With increased urbanization, the Aerial Work Platform (AWP), particularly those with long booms and superelevation, is more vital in this process. Aerial work platforms placed a higher emphasis on building, firefighting, and protecting people's lives and property.
To begin, a similar section design might be derived by researching the primary performance parameters and design principles of the shape of structures and working specifications of modern series aerial work items. Second, similar boom section designs are derivated and analyzed using the linear small deformation and nonlinear large deformation analysis methods respectively.
Consider the following example: the developed model must be smaller than the original. Full geometry similar design, similar design of equal stress between design model and prototype model, and similarity design of same stress in design model are all carried out, with the forces, stress, and deformation of risky sections discussed. Forces, stress, and deformation of the nonlinear similar design are somewhat larger than those of the linear design, which is intended to be dangerous. The stress in the model of nonlinear geometry identical design is greater than in the original model, indicating that the design result is irrational. Adjusting the section specifications of each boom can result in a final design with a stress similarity ratio.

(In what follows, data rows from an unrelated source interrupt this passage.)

//! Preparer: validates a region pair and computes the merged descriptor,
//! without touching the coordination service or the filesystem.
//!
//! Grounded on the same validate-then-freeze shape as an epoch-advancement
//! prepare phase: read just enough external state to decide go/no-go,
//! then hand back a pure, already-computed result with no further I/O
//! required to act on it.

use crate::catalog::CatalogClient;
use crate::error::ValidationReason;
use crate::model::ids::RegionId;
use crate::model::region::{MergedRegionDescriptor, RegionDescriptor};

/// The result of running the five prepare-time validation clauses.
#[derive(Debug)]
pub enum PrepareOutcome {
    Accepted {
        merged: MergedRegionDescriptor,
        clock_behind: bool,
    },
    Rejected(ValidationReason),
}

/// Run the prepare phase against a region pair.
///
/// Validation order matches the clauses in order:
/// 1. same table
/// 2. not the same region
/// 3. adjacent, unless `forcible`
/// 4. both mergeable
/// 5. neither already has a merge qualifier recorded in the catalog
///
/// A catalog read failure is treated as a rejection (with a warning
/// logged), never propagated as an error — the transaction simply does
/// not proceed.
pub fn prepare(
    a: &RegionDescriptor,
    b: &RegionDescriptor,
    forcible: bool,
    catalog: &dyn CatalogClient,
    now: RegionId,
) -> PrepareOutcome {
    if a.table != b.table {
        return PrepareOutcome::Rejected(ValidationReason::DifferentTables);
    }

    if a == b {
        return PrepareOutcome::Rejected(ValidationReason::SameRegion);
    }

    if !forcible && !a.adjacent_to(b) {
        return PrepareOutcome::Rejected(ValidationReason::NotAdjacent);
    }

    // Normalize so `a < b` for everything downstream (merged-descriptor
    // derivation, journal bookkeeping, rollback ordering).
    let (a, b) = if a <= b { (a, b) } else { (b, a) };

    if !a.mergeable {
        return PrepareOutcome::Rejected(ValidationReason::NotMergeable {
            region: Box::new(a.encoded_name()),
        });
    }
    if !b.mergeable {
        return PrepareOutcome::Rejected(ValidationReason::NotMergeable {
            region: Box::new(b.encoded_name()),
        });
    }

    for region in [a, b] {
        match catalog.has_merge_qualifier(&region.encoded_name()) {
            Ok(true) => {
                return PrepareOutcome::Rejected(ValidationReason::AlreadyMerging {
                    region: Box::new(region.encoded_name()),
                });
            }
            Ok(false) => {}
            Err(e) => {
                tracing::warn!(error = %e, region = %region.encoded_name(), "catalog read failed during prepare");
                return PrepareOutcome::Rejected(ValidationReason::CatalogUnavailable {
                    reason: e.to_string(),
                });
            }
        }
    }

    let (merged, clock_behind) = MergedRegionDescriptor::derive(a, b, now);
    PrepareOutcome::Accepted {
        merged,
        clock_behind,
    }
}

#[cfg(test)]
mod tests {
    use super::*;
    use crate::catalog::FakeCatalogClient;
    use crate::model::ids::TableName;
    use crate::model::region::RowKey;

    fn region(table: &str, start: &[u8], end: &[u8], id: u64, mergeable: bool) -> RegionDescriptor {
        RegionDescriptor {
            table: TableName::new(table).unwrap(),
            start_key: RowKey::new(start.to_vec()),
            end_key: RowKey::new(end.to_vec()),
            region_id: RegionId::new(id),
            mergeable,
            families: Vec::new(),
        }
    }

    #[test]
    fn rejects_different_tables() {
        let catalog = FakeCatalogClient::new();
        let a = region("t1", b"", b"m", 1, true);
        let b = region("t2", b"m", b"", 2, true);
        let outcome = prepare(&a, &b, false, &catalog, RegionId::new(100));
        assert!(matches!(
            outcome,
            PrepareOutcome::Rejected(ValidationReason::DifferentTables)
        ));
    }

    #[test]
    fn rejects_same_region() {
        let catalog = FakeCatalogClient::new();
        let a = region("t", b"", b"m", 1, true);
        let outcome = prepare(&a, &a.clone(), false, &catalog, RegionId::new(100));
        assert!(matches!(
            outcome,
            PrepareOutcome::Rejected(ValidationReason::SameRegion)
        ));
    }

    #[test]
    fn rejects_non_adjacent_unless_forcible() {
        let catalog = FakeCatalogClient::new();
        let a = region("t", b"", b"m", 1, true);
        let b = region("t", b"n", b"", 2, true);
        let outcome = prepare(&a, &b, false, &catalog, RegionId::new(100));
        assert!(matches!(
            outcome,
            PrepareOutcome::Rejected(ValidationReason::NotAdjacent)
        ));

        let forced = prepare(&a, &b, true, &catalog, RegionId::new(100));
        assert!(matches!(forced, PrepareOutcome::Accepted { .. }));
    }

    #[test]
    fn rejects_unmergeable_region() {
        let catalog = FakeCatalogClient::new();
        let a = region("t", b"", b"m", 1, false);
        let b = region("t", b"m", b"", 2, true);
        let outcome = prepare(&a, &b, false, &catalog, RegionId::new(100));
        assert!(matches!(
            outcome,
            PrepareOutcome::Rejected(ValidationReason::NotMergeable { .. })
        ));
    }

    #[test]
    fn rejects_region_with_existing_merge_qualifier() {
        let catalog = FakeCatalogClient::new();
        let a = region("t", b"", b"m", 1, true);
        let b = region("t", b"m", b"", 2, true);
        catalog.mark_merge_qualifier(&a.encoded_name());
        let outcome = prepare(&a, &b, false, &catalog, RegionId::new(100));
        assert!(matches!(
            outcome,
            PrepareOutcome::Rejected(ValidationReason::AlreadyMerging { .. })
        ));
    }

    #[test]
    fn accepts_valid_adjacent_pair() {
        let catalog = FakeCatalogClient::new();
        let a = region("t", b"", b"m", 1, true);
        let b = region("t", b"m", b"", 2, true);
        let outcome = prepare(&a, &b, false, &catalog, RegionId::new(100));
        match outcome {
            PrepareOutcome::Accepted { merged, .. } => {
                assert_eq!(merged.table, TableName::new("t").unwrap());
            }
            PrepareOutcome::Rejected(reason) => panic!("unexpected rejection: {reason}"),
        }
    }

    #[test]
    fn accepts_pair_regardless_of_argument_order() {
        let catalog = FakeCatalogClient::new();
        let a = region("t", b"", b"m", 1, true);
        let b = region("t", b"m", b"", 2, true);
        let forward = prepare(&a, &b, false, &catalog, RegionId::new(100));
        let backward = prepare(&b, &a, false, &catalog, RegionId::new(100));
        match (forward, backward) {
            (PrepareOutcome::Accepted { merged: m1, .. }, PrepareOutcome::Accepted { merged: m2, .. }) => {
                assert_eq!(m1, m2);
            }
            _ => panic!("expected both orderings to be accepted identically"),
        }
    }
}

Second, AWP completes the intended movement using a different-level motion control approach. The first level of control for platform motion from work to joint space focuses on redundant degree of freedom design. A simplified AWP model is created, and its Jacobian matrix relative to the base frame is calculated. With the least Euler norm as the aim, the inverse kinematics problem of redundant degrees of freedom is handled using the dividing Jacobian matrix approach, which takes into account the limit positions and velocities of telescopic and luffing motion. As a result, the analysis algorithm has been programmed. The motion planning in this level establishes the groundwork for the subsequent hydraulic cylinder-driven space control method.
An analytical technique is presented for determining the mapping relationship between joint space and cylinder driven space, which includes the feature of multi-layer synchronous telescoping for prismatic joints and the cylinder driving feature for revolute joints. Concrete functioning parameters for a hydraulic control system could be determined appropriately.
Due to the system design and motion analysis needs, we investigated the professional design platform known as AWP Design and Analysis System. Using typical design prototypes, the software integrates the process from boom section design to boom deformation and stress analysis, then to hierarchical control for work platform trajectory planning, and finally to hydraulic cylinder motion error analysis. It serves as a quick and efficient computation tool for AWPs, from general scheme design to detailed structure design. Individual aspects of the design process, such as boom section similarity, platform trajectory planning, and hydraulic cylinder assembly tolerance analysis, are described.